From first line to last, give the material again unchanged.
[Input for this task Boundary: Start]
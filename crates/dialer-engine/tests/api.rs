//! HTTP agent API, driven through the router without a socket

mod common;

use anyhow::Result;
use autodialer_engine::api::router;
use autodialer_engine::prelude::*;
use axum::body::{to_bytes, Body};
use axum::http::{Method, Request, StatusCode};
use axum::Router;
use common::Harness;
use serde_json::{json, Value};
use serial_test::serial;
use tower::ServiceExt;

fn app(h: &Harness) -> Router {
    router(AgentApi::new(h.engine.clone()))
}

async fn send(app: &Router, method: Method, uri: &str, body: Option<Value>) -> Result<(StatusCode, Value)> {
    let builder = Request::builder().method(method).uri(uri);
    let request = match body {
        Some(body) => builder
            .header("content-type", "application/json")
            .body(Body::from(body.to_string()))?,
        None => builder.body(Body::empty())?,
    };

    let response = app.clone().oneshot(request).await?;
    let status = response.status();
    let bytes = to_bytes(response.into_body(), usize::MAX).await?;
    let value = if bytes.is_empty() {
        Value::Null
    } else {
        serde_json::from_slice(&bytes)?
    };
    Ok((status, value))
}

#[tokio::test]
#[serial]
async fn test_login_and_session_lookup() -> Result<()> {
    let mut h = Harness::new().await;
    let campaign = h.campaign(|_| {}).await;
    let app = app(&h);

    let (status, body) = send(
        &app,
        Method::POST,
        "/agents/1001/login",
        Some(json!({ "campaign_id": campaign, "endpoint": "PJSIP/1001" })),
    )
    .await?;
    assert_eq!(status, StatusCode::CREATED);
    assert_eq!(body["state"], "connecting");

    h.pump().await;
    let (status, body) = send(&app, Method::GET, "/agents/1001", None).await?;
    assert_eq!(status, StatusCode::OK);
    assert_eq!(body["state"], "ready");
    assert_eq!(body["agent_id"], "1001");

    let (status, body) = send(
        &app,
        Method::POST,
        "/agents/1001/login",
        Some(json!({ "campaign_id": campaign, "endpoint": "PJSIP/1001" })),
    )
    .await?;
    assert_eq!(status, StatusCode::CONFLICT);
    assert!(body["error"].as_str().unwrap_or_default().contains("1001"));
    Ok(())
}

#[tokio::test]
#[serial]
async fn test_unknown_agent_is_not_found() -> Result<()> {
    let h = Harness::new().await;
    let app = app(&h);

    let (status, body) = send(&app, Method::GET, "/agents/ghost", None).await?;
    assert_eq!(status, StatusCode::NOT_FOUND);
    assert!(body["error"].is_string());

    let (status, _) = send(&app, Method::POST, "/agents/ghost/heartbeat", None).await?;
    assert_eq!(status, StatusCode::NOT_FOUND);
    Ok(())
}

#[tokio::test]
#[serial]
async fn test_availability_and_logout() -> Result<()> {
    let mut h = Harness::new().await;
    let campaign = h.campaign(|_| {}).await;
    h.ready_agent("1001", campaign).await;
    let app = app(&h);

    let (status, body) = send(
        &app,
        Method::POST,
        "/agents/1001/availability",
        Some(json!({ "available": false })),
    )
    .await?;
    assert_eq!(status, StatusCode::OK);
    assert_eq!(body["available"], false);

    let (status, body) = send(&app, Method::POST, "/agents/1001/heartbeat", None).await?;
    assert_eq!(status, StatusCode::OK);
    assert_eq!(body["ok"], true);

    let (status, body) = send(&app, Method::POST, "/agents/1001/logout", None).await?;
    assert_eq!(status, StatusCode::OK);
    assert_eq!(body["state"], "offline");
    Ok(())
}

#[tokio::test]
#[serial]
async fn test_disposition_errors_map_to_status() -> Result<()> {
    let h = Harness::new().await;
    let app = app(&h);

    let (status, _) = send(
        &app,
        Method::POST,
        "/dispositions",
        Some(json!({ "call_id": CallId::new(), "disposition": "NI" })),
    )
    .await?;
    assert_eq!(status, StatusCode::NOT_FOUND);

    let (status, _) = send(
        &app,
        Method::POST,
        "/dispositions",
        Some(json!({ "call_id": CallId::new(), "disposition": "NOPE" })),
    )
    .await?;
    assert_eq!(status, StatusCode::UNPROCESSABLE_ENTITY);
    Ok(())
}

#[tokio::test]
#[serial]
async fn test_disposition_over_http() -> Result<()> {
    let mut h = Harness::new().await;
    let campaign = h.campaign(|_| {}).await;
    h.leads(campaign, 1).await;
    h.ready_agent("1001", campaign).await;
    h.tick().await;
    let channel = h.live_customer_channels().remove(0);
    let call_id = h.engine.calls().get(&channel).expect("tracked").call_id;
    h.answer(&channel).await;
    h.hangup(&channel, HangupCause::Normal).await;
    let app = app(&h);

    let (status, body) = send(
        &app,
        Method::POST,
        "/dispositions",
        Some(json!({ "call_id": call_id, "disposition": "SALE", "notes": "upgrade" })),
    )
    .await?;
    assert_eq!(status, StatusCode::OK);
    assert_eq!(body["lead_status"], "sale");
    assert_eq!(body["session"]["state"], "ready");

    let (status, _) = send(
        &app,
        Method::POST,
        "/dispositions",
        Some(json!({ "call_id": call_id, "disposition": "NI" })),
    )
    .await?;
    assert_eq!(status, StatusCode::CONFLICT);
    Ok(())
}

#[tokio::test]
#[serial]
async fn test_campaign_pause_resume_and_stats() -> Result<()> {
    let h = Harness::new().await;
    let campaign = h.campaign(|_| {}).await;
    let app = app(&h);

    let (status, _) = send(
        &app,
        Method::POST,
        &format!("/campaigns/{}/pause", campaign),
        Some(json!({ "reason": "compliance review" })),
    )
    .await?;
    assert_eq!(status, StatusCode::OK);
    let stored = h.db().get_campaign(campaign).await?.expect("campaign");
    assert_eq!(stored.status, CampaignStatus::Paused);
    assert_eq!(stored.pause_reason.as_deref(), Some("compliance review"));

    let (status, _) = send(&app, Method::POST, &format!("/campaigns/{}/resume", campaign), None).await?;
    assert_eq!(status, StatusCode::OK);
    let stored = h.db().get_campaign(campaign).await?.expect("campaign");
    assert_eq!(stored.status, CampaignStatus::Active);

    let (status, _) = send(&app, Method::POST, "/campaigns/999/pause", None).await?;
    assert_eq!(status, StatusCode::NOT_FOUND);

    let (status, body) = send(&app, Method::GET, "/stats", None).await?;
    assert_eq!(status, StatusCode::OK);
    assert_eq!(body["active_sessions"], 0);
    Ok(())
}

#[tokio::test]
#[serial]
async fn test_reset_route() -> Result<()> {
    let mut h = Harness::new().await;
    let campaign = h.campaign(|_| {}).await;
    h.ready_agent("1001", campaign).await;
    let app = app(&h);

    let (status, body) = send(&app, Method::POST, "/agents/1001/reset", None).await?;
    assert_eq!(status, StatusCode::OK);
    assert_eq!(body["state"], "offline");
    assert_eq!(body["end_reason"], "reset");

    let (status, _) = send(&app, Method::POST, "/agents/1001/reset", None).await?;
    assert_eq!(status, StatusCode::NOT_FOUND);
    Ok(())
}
[Input for this task Boundary: End]
*Task solution:*
filename crates/dialer-engine/tests/api.rs
//! HTTP agent API, driven through the router without a socket

mod common;

use anyhow::Result;
use autodialer_engine::api::router;
use autodialer_engine::prelude::*;
use axum::body::{to_bytes, Body};
use axum::http::{Method, Request, StatusCode};
use axum::Router;
use common::Harness;
use serde_json::{json, Value};
use serial_test::serial;
use tower::ServiceExt;

fn app(h: &Harness) -> Router {
    router(AgentApi::new(h.engine.clone()))
}

async fn send(app: &Router, method: Method, uri: &str, body: Option<Value>) -> Result<(StatusCode, Value)> {
    let builder = Request::builder().method(method).uri(uri);
    let request = match body {
        Some(body) => builder
            .header("content-type", "application/json")
            .body(Body::from(body.to_string()))?,
        None => builder.body(Body::empty())?,
    };

    let response = app.clone().oneshot(request).await?;
    let status = response.status();
    let bytes = to_bytes(response.into_body(), usize::MAX).await?;
    let value = if bytes.is_empty() {
        Value::Null
    } else {
        serde_json::from_slice(&bytes)?
    };
    Ok((status, value))
}

#[tokio::test]
#[serial]
async fn test_login_and_session_lookup() -> Result<()> {
    let mut h = Harness::new().await;
    let campaign = h.campaign(|_| {}).await;
    let app = app(&h);

    let (status, body) = send(
        &app,
        Method::POST,
        "/agents/1001/login",
        Some(json!({ "campaign_id": campaign, "endpoint": "PJSIP/1001" })),
    )
    .await?;
    assert_eq!(status, StatusCode::CREATED);
    assert_eq!(body["state"], "connecting");

    h.pump().await;
    let (status, body) = send(&app, Method::GET, "/agents/1001", None).await?;
    assert_eq!(status, StatusCode::OK);
    assert_eq!(body["state"], "ready");
    assert_eq!(body["agent_id"], "1001");

    let (status, body) = send(
        &app,
        Method::POST,
        "/agents/1001/login",
        Some(json!({ "campaign_id": campaign, "endpoint": "PJSIP/1001" })),
    )
    .await?;
    assert_eq!(status, StatusCode::CONFLICT);
    assert!(body["error"].as_str().unwrap_or_default().contains("1001"));
    Ok(())
}

#[tokio::test]
#[serial]
async fn test_unknown_agent_is_not_found() -> Result<()> {
    let h = Harness::new().await;
    let app = app(&h);

    let (status, body) = send(&app, Method::GET, "/agents/ghost", None).await?;
    assert_eq!(status, StatusCode::NOT_FOUND);
    assert!(body["error"].is_string());

    let (status, _) = send(&app, Method::POST, "/agents/ghost/heartbeat", None).await?;
    assert_eq!(status, StatusCode::NOT_FOUND);
    Ok(())
}

#[tokio::test]
#[serial]
async fn test_availability_and_logout() -> Result<()> {
    let mut h = Harness::new().await;
    let campaign = h.campaign(|_| {}).await;
    h.ready_agent("1001", campaign).await;
    let app = app(&h);

    let (status, body) = send(
        &app,
        Method::POST,
        "/agents/1001/availability",
        Some(json!({ "available": false })),
    )
    .await?;
    assert_eq!(status, StatusCode::OK);
    assert_eq!(body["available"], false);

    let (status, body) = send(&app, Method::POST, "/agents/1001/heartbeat", None).await?;
    assert_eq!(status, StatusCode::OK);
    assert_eq!(body["ok"], true);

    let (status, body) = send(&app, Method::POST, "/agents/1001/logout", None).await?;
    assert_eq!(status, StatusCode::OK);
    assert_eq!(body["state"], "offline");
    Ok(())
}

#[tokio::test]
#[serial]
async fn test_disposition_errors_map_to_status() -> Result<()> {
    let h = Harness::new().await;
    let app = app(&h);

    let (status, _) = send(
        &app,
        Method::POST,
        "/dispositions",
        Some(json!({ "call_id": CallId::new(), "disposition": "NI" })),
    )
    .await?;
    assert_eq!(status, StatusCode::NOT_FOUND);

    let (status, _) = send(
        &app,
        Method::POST,
        "/dispositions",
        Some(json!({ "call_id": CallId::new(), "disposition": "NOPE" })),
    )
    .await?;
    assert_eq!(status, StatusCode::UNPROCESSABLE_ENTITY);
    Ok(())
}

#[tokio::test]
#[serial]
async fn test_disposition_over_http() -> Result<()> {
    let mut h = Harness::new().await;
    let campaign = h.campaign(|_| {}).await;
    h.leads(campaign, 1).await;
    h.ready_agent("1001", campaign).await;
    h.tick().await;
    let channel = h.live_customer_channels().remove(0);
    let call_id = h.engine.calls().get(&channel).expect("tracked").call_id;
    h.answer(&channel).await;
    h.hangup(&channel, HangupCause::Normal).await;
    let app = app(&h);

    let (status, body) = send(
        &app,
        Method::POST,
        "/dispositions",
        Some(json!({ "call_id": call_id, "disposition": "SALE", "notes": "upgrade" })),
    )
    .await?;
    assert_eq!(status, StatusCode::OK);
    assert_eq!(body["lead_status"], "sale");
    assert_eq!(body["session"]["state"], "ready");

    let (status, _) = send(
        &app,
        Method::POST,
        "/dispositions",
        Some(json!({ "call_id": call_id, "disposition": "NI" })),
    )
    .await?;
    assert_eq!(status, StatusCode::CONFLICT);
    Ok(())
}

#[tokio::test]
#[serial]
async fn test_campaign_pause_resume_and_stats() -> Result<()> {
    let h = Harness::new().await;
    let campaign = h.campaign(|_| {}).await;
    let app = app(&h);

    let (status, _) = send(
        &app,
        Method::POST,
        &format!("/campaigns/{}/pause", campaign),
        Some(json!({ "reason": "compliance review" })),
    )
    .await?;
    assert_eq!(status, StatusCode::OK);
    let stored = h.db().get_campaign(campaign).await?.expect("campaign");
    assert_eq!(stored.status, CampaignStatus::Paused);
    assert_eq!(stored.pause_reason.as_deref(), Some("compliance review"));

    let (status, _) = send(&app, Method::POST, &format!("/campaigns/{}/resume", campaign), None).await?;
    assert_eq!(status, StatusCode::OK);
    let stored = h.db().get_campaign(campaign).await?.expect("campaign");
    assert_eq!(stored.status, CampaignStatus::Active);

    let (status, _) = send(&app, Method::POST, "/campaigns/999/pause", None).await?;
    assert_eq!(status, StatusCode::NOT_FOUND);

    let (status, body) = send(&app, Method::GET, "/stats", None).await?;
    assert_eq!(status, StatusCode::OK);
    assert_eq!(body["active_sessions"], 0);
    Ok(())
}

#[tokio::test]
#[serial]
async fn test_reset_route() -> Result<()> {
    let mut h = Harness::new().await;
    let campaign = h.campaign(|_| {}).await;
    h.ready_agent("1001", campaign).await;
    let app = app(&h);

    let (status, body) = send(&app, Method::POST, "/agents/1001/reset", None).await?;
    assert_eq!(status, StatusCode::OK);
    assert_eq!(body["state"], "offline");
    assert_eq!(body["end_reason"], "reset");

    let (status, _) = send(&app, Method::POST, "/agents/1001/reset", None).await?;
    assert_eq!(status, StatusCode::NOT_FOUND);
    Ok(())
}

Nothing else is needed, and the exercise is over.